Дождавшись, пока наши шинели и фуражки не утвердят на вешалке, исправник сказал слуге:

— Пойди-ка братец, скажи молодому барину и его друзьям, чтобы они были готовы нас принять через… — Посмотрев на настенные часы, Абрютин на секунду задумался, потом решил: — Пожалуй, трех минут им хватит. И пусть в одной комнате соберутся.

— Хотя бы пять, — вступился я за Сомова-младшего и его приятелей. — Может, отдыхают они? Как-никак, раненые.

— Ладно, пусть пять минут, — смилостивился Абрютин. Укоризненно посмотрев на меня, Василий Яковлевич сказал: — Не раненые они, а изувеченные. Вот, если бы вы им огнестрельные ранения нанесли, я бы так и сказал…

— Ну, как сумел, — сделал я обиженный вид, а исправник усмехнулся.

Над «ранеными» офицерами всю ночь колдовали доктора местной больницы. В принципе, ничего смертельного — один сломанный нос и две челюсти. Правда, у Сомова-младшего челюсть оказалась сломана в двух местах.

(Нюшка, узнав о травмах, предложила им передачку принести — мешочек сухариков. Она у меня добрая девочка.)

У всех троих эскулапы диагностировали сотрясения мозга. Но насколько серьезные, сказать не могу. Томографию-то никто не делал, все на глазок. Жаль, Федышинский, в земской больнице не служит, он бы точнее сказал. Но мы с исправником пока не тревожили господ офицеров, давая им возможность отлежаться и встать на ноги.

Проводив взглядом дворецкого, Василий Яковлевич озабоченно сказал:

— Главное, чтобы они с горя не застрелились. Отписывайся потом.

— Что уж за горе-то такое, — хмыкнул я, вспоминая свое спортивное прошлое из того мира. У кого из боксеров не бывал ломан нос? Иные даже к врачу не обращались. Челюсти, разумеется, хуже. Увечья болезненные, придется питаться одними кашами.

— Позорище. Мало того, что втроем пошли бить одного гражданского чиновника, так еще сами и схлопотали, — покачал головой Абрютин. — У нас полку за такое сразу бы на суд чести угодили… Нет, за такое даже на суд никто бы не позвал — слишком благородно, а только вызвали бы к командиру полка, а там бы сказали — собирайте манатки и проваливайте.

Не думаю, что в полку, в котором служил когда-то исправник (надо бы хоть спросить в каком именно?) так просто выгнать со службы офицера. Скорее всего, Василию Яковлевичу, офицеру-фронтовику, обидно за нынешнее поколение.

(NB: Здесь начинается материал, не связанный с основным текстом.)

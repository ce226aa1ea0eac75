use super::{
    ensure_prereqs, json_pretty, print_lock_report, with_spinner, LockSelection, EXIT_SUCCESS,
};
use lockstep_core::{BuildRequest, Engine, PackageLockRequest, PublishRequest};
use lockstep_runtime::{Credentials, Operation};
use lockstep_schema::Platform;
use std::path::PathBuf;

#[derive(Debug)]
pub enum Action {
    Lock {
        selection: LockSelection,
        baseline: Option<String>,
    },
    Build {
        python_version: Option<String>,
    },
    Publish {
        repository_url: Option<String>,
        username: Option<String>,
        password: Option<String>,
        build: bool,
        python_version: Option<String>,
    },
    ExportLock {
        lock_file: Option<PathBuf>,
        platform: Option<String>,
        output: PathBuf,
    },
}

impl Action {
    /// Operations whose tools must be present before the action starts.
    fn operations(&self) -> Vec<Operation> {
        match self {
            Self::Lock { .. } => vec![Operation::Lock],
            Self::Build { .. } => vec![Operation::Build],
            Self::Publish { build: true, .. } => vec![Operation::Build, Operation::Publish],
            Self::Publish { build: false, .. } => vec![Operation::Publish],
            Self::ExportLock { .. } => Vec::new(),
        }
    }
}

pub fn run(engine: &Engine, action: Action, json: bool) -> Result<u8, String> {
    ensure_prereqs(
        engine,
        engine.project().package.build_system,
        &action.operations(),
    )?;
    match action {
        Action::Lock {
            selection,
            baseline,
        } => {
            let request = PackageLockRequest {
                platforms: selection.platforms()?,
                channel_overrides: selection.channels(),
                baseline,
            };
            let msg = if request.baseline.is_some() {
                "relocking package against tested lock..."
            } else {
                "locking package..."
            };
            let report = with_spinner(json, msg, "package locked", "package lock failed", || {
                engine.lock_package(&request)
            })?;
            print_lock_report(Some(&report), json)?;
        }
        Action::Build { python_version } => {
            let out = build(engine, python_version)?;
            print_path("built", &out, json)?;
        }
        Action::Publish {
            repository_url,
            username,
            password,
            build: build_first,
            python_version,
        } => {
            let credentials = credentials(username, password)?;
            if build_first {
                build(engine, python_version)?;
            }
            let published = engine
                .publish_package(&PublishRequest {
                    repository_url,
                    credentials,
                })
                .map_err(|e| e.to_string())?;
            if json {
                let payload = serde_json::json!({
                    "status": "published",
                    "files": published,
                });
                println!("{}", json_pretty(&payload)?);
            } else {
                for file in &published {
                    println!("published {}", file.display());
                }
                if published.is_empty() {
                    println!("published {}", engine.project().package_name);
                }
            }
        }
        Action::ExportLock {
            lock_file,
            platform,
            output,
        } => {
            let lock_file = lock_file.unwrap_or_else(|| engine.project().package.lock_path.clone());
            let platform = match platform {
                Some(p) => Platform::parse(&p).ok_or_else(|| format!("unsupported platform '{p}'"))?,
                None => Platform::current().ok_or_else(|| {
                    "this host is not a supported conda platform; pass --platform".to_owned()
                })?,
            };
            engine
                .export_lock(&lock_file, &platform, &output)
                .map_err(|e| e.to_string())?;
            print_path("exported", &output, json)?;
        }
    }
    Ok(EXIT_SUCCESS)
}

fn build(engine: &Engine, python_version: Option<String>) -> Result<PathBuf, String> {
    engine
        .build_package(&BuildRequest { python_version })
        .map_err(|e| e.to_string())
}

fn credentials(
    username: Option<String>,
    password: Option<String>,
) -> Result<Option<Credentials>, String> {
    match (username, password) {
        (Some(username), Some(password)) => Ok(Some(Credentials { username, password })),
        (None, None) => Ok(None),
        _ => Err("--username and --password must be given together".to_owned()),
    }
}

fn print_path(status: &str, path: &std::path::Path, json: bool) -> Result<(), String> {
    if json {
        let payload = serde_json::json!({ "status": status, "path": path });
        println!("{}", json_pretty(&payload)?);
    } else {
        println!("{status} {}", path.display());
    }
    Ok(())
}

#[cfg(test)]
mod tests {
    use super::*;

    #[test]
    fn actions_need_only_their_own_tools() {
        let lock = Action::Lock {
            selection: LockSelection::default(),
            baseline: None,
        };
        assert_eq!(lock.operations(), [Operation::Lock]);
        let publish = Action::Publish {
            repository_url: None,
            username: None,
            password: None,
            build: true,
            python_version: None,
        };
        assert_eq!(publish.operations(), [Operation::Build, Operation::Publish]);
        let export = Action::ExportLock {
            lock_file: None,
            platform: None,
            output: PathBuf::from("x.lock"),
        };
        assert!(export.operations().is_empty());
    }

    #[test]
    fn credentials_need_both_parts() {
        assert!(credentials(None, None).unwrap().is_none());
        assert!(credentials(Some("u".into()), None).is_err());
        assert!(credentials(None, Some("p".into())).is_err());
        let c = credentials(Some("u".into()), Some("p".into())).unwrap().unwrap();
        assert_eq!(c.username, "u");
    }
}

— Ладно, время прошло, — решил исправник. Посмотрев на меня, еще раз спросил: — Иван Александрович, ты точно жалобу подавать не станешь?

Я только рукой махнул. Главное, чтобы господа офицеры на меня жалобу не написали. Дескать — зашли они ко мне во двор с наилучшими намерениями, собирались чайку попить, анекдотец свежий рассказать, а тут явился злобный хозяин и сразу на них напал. Заметьте — на всех троих. А в моей реальности я бы сам рисковал заполучить срок.

Все трое собрались в одной комнате. Той самой, где когда-то застрелили Предводителя дворянства. Господа офицеры одеты не по форме, а в халаты, наброшенные поверх нательного белья. Но мы с исправником не комиссия, явившаяся из штаба дивизии, поэтому сойдет.

Все трое «увечных» выглядели невеселыми. А уж рожи такие, что без слез не взглянешь — обмотанные бинтами, из-под которых торчит что-то распухшее и расцвеченное в разные цвета. Скрепки на сломанные челюсти еще не научились накладывать? Ну, и так все срастется.

— Здравствуйте господа, — приветливо поздоровался Абрютин со всей троицей. Не услышав вразумительного ответа, исправник сказал: — У меня для вас имеется плохая новость. Изложить?